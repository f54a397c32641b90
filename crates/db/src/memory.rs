//! In-process [`DocumentStore`] used when no database is configured and in tests.

use std::collections::HashMap;

use async_trait::async_trait;
use serde_json::{Map, Value};
use tokio::sync::RwLock;

use crate::error::StoreError;
use crate::store::{
    new_doc_id, stamp_for_insert, stamp_for_update, Document, DocumentStore, Filter, FindOptions,
};

/// Collections held in a `HashMap` behind a single async lock.
#[derive(Debug, Default)]
pub struct MemoryDocumentStore {
    collections: RwLock<HashMap<String, Vec<Document>>>,
}

impl MemoryDocumentStore {
    pub fn new() -> Self {
        Self::default()
    }
}

fn sort_key<'a>(doc: &'a Document, field: &str) -> Option<&'a Value> {
    doc.body.get(field)
}

fn compare_values(a: Option<&Value>, b: Option<&Value>) -> std::cmp::Ordering {
    use std::cmp::Ordering;
    match (a, b) {
        (Some(Value::String(a)), Some(Value::String(b))) => a.cmp(b),
        (Some(Value::Number(a)), Some(Value::Number(b))) => a
            .as_f64()
            .partial_cmp(&b.as_f64())
            .unwrap_or(Ordering::Equal),
        (Some(_), None) => Ordering::Greater,
        (None, Some(_)) => Ordering::Less,
        _ => Ordering::Equal,
    }
}

#[async_trait]
impl DocumentStore for MemoryDocumentStore {
    fn backend(&self) -> &'static str {
        "memory"
    }

    async fn insert(
        &self,
        collection: &str,
        body: Map<String, Value>,
    ) -> Result<Document, StoreError> {
        let doc = Document {
            id: new_doc_id(),
            body: stamp_for_insert(body),
        };
        self.collections
            .write()
            .await
            .entry(collection.to_string())
            .or_default()
            .push(doc.clone());
        Ok(doc)
    }

    async fn find(
        &self,
        collection: &str,
        filter: &Filter,
        options: &FindOptions,
    ) -> Result<Vec<Document>, StoreError> {
        let guard = self.collections.read().await;
        let mut docs: Vec<Document> = guard
            .get(collection)
            .map(|docs| docs.iter().filter(|d| filter.matches(d)).cloned().collect())
            .unwrap_or_default();
        drop(guard);

        if let Some(field) = &options.sort_desc_by {
            // Stable sort: equal keys keep insertion order.
            docs.sort_by(|a, b| compare_values(sort_key(b, field), sort_key(a, field)));
        }
        if let Some(limit) = options.limit {
            docs.truncate(usize::try_from(limit.max(0)).unwrap_or(usize::MAX));
        }
        Ok(docs)
    }

    async fn update(
        &self,
        collection: &str,
        filter: &Filter,
        fields: Map<String, Value>,
    ) -> Result<u64, StoreError> {
        let fields = stamp_for_update(fields);
        let mut guard = self.collections.write().await;
        let Some(docs) = guard.get_mut(collection) else {
            return Ok(0);
        };
        let mut modified = 0;
        for doc in docs.iter_mut().filter(|d| filter.matches(d)) {
            for (key, value) in &fields {
                doc.body.insert(key.clone(), value.clone());
            }
            modified += 1;
        }
        Ok(modified)
    }

    async fn delete(&self, collection: &str, filter: &Filter) -> Result<u64, StoreError> {
        let mut guard = self.collections.write().await;
        let Some(docs) = guard.get_mut(collection) else {
            return Ok(0);
        };
        let before = docs.len();
        docs.retain(|d| !filter.matches(d));
        Ok((before - docs.len()) as u64)
    }

    async fn count(&self, collection: &str, filter: &Filter) -> Result<u64, StoreError> {
        let guard = self.collections.read().await;
        Ok(guard
            .get(collection)
            .map(|docs| docs.iter().filter(|d| filter.matches(d)).count() as u64)
            .unwrap_or(0))
    }

    async fn health_check(&self) -> Result<(), StoreError> {
        Ok(())
    }
}

#[cfg(test)]
mod tests {
    use super::*;
    use serde_json::json;

    fn body(value: Value) -> Map<String, Value> {
        value.as_object().cloned().unwrap()
    }

    #[tokio::test]
    async fn insert_then_find_by_id() {
        let store = MemoryDocumentStore::new();
        let doc = store
            .insert("lessons", body(json!({"title": "Listening"})))
            .await
            .unwrap();

        let found = store
            .find_one("lessons", &Filter::by_id(doc.id.clone()))
            .await
            .unwrap()
            .unwrap();
        assert_eq!(found.get_str("title"), Some("Listening"));
        assert!(found.body.contains_key("created_at"));
        assert!(found.body.contains_key("updated_at"));
    }

    #[tokio::test]
    async fn collections_are_isolated() {
        let store = MemoryDocumentStore::new();
        store.insert("teams", body(json!({"name": "a"}))).await.unwrap();
        assert_eq!(store.count("lessons", &Filter::new()).await.unwrap(), 0);
        assert_eq!(store.count("teams", &Filter::new()).await.unwrap(), 1);
    }

    #[tokio::test]
    async fn find_sorts_descending_and_limits() {
        let store = MemoryDocumentStore::new();
        for (title, at) in [
            ("old", "2026-01-01T00:00:00.000000Z"),
            ("new", "2026-03-01T00:00:00.000000Z"),
            ("mid", "2026-02-01T00:00:00.000000Z"),
        ] {
            store
                .insert("lessons", body(json!({"title": title, "created_at": at})))
                .await
                .unwrap();
        }

        let options = FindOptions {
            sort_desc_by: Some("created_at".into()),
            limit: Some(2),
        };
        let docs = store.find("lessons", &Filter::new(), &options).await.unwrap();
        let titles: Vec<_> = docs.iter().filter_map(|d| d.get_str("title")).collect();
        assert_eq!(titles, vec!["new", "mid"]);
    }

    #[tokio::test]
    async fn update_merges_fields_and_reports_count() {
        let store = MemoryDocumentStore::new();
        let doc = store
            .insert("teams", body(json!({"name": "a", "description": "d"})))
            .await
            .unwrap();

        let modified = store
            .update("teams", &Filter::by_id(doc.id.clone()), body(json!({"name": "b"})))
            .await
            .unwrap();
        assert_eq!(modified, 1);

        let found = store
            .find_one("teams", &Filter::by_id(doc.id))
            .await
            .unwrap()
            .unwrap();
        assert_eq!(found.get_str("name"), Some("b"));
        assert_eq!(found.get_str("description"), Some("d"));

        let missing = store
            .update("teams", &Filter::by_id("nope"), body(json!({"name": "c"})))
            .await
            .unwrap();
        assert_eq!(missing, 0);
    }

    #[tokio::test]
    async fn delete_by_field() {
        let store = MemoryDocumentStore::new();
        store
            .insert("team_members", body(json!({"team_id": "t1"})))
            .await
            .unwrap();
        store
            .insert("team_members", body(json!({"team_id": "t1"})))
            .await
            .unwrap();
        store
            .insert("team_members", body(json!({"team_id": "t2"})))
            .await
            .unwrap();

        let deleted = store
            .delete("team_members", &Filter::new().eq("team_id", "t1"))
            .await
            .unwrap();
        assert_eq!(deleted, 2);
        assert_eq!(store.count("team_members", &Filter::new()).await.unwrap(), 1);
    }
}
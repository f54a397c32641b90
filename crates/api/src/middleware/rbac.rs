//! Admin access control.

use axum::extract::FromRequestParts;
use axum::http::request::Parts;
use coachly_core::error::CoreError;

use super::auth::AuthUser;
use crate::config::ServerConfig;
use crate::error::AppError;
use crate::state::AppState;

/// Whether the caller's token email is in the configured admin list.
pub fn is_admin(user: &AuthUser, config: &ServerConfig) -> bool {
    user.email
        .as_deref()
        .is_some_and(|email| config.is_admin_email(email))
}

/// Requires a caller whose token email is in the configured admin list.
/// Rejects with 403 Forbidden otherwise.
///
/// ```ignore
/// async fn admin_only(RequireAdmin(user): RequireAdmin) -> AppResult<Json<()>> {
///     Ok(Json(()))
/// }
/// ```
pub struct RequireAdmin(pub AuthUser);

impl FromRequestParts<AppState> for RequireAdmin {
    type Rejection = AppError;

    async fn from_request_parts(
        parts: &mut Parts,
        state: &AppState,
    ) -> Result<Self, Self::Rejection> {
        let user = AuthUser::from_request_parts(parts, state).await?;
        if !is_admin(&user, &state.config) {
            return Err(AppError::Core(CoreError::Forbidden(
                "Admin access required".into(),
            )));
        }
        Ok(RequireAdmin(user))
    }
}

**WHAT THE EXERCISE ASKS:** What lines in the entries above hold "token"? Copy every one.

**REPLY TO THE TASK:**
/// Whether the caller's token email is in the configured admin list.
/// Requires a caller whose token email is in the configured admin list.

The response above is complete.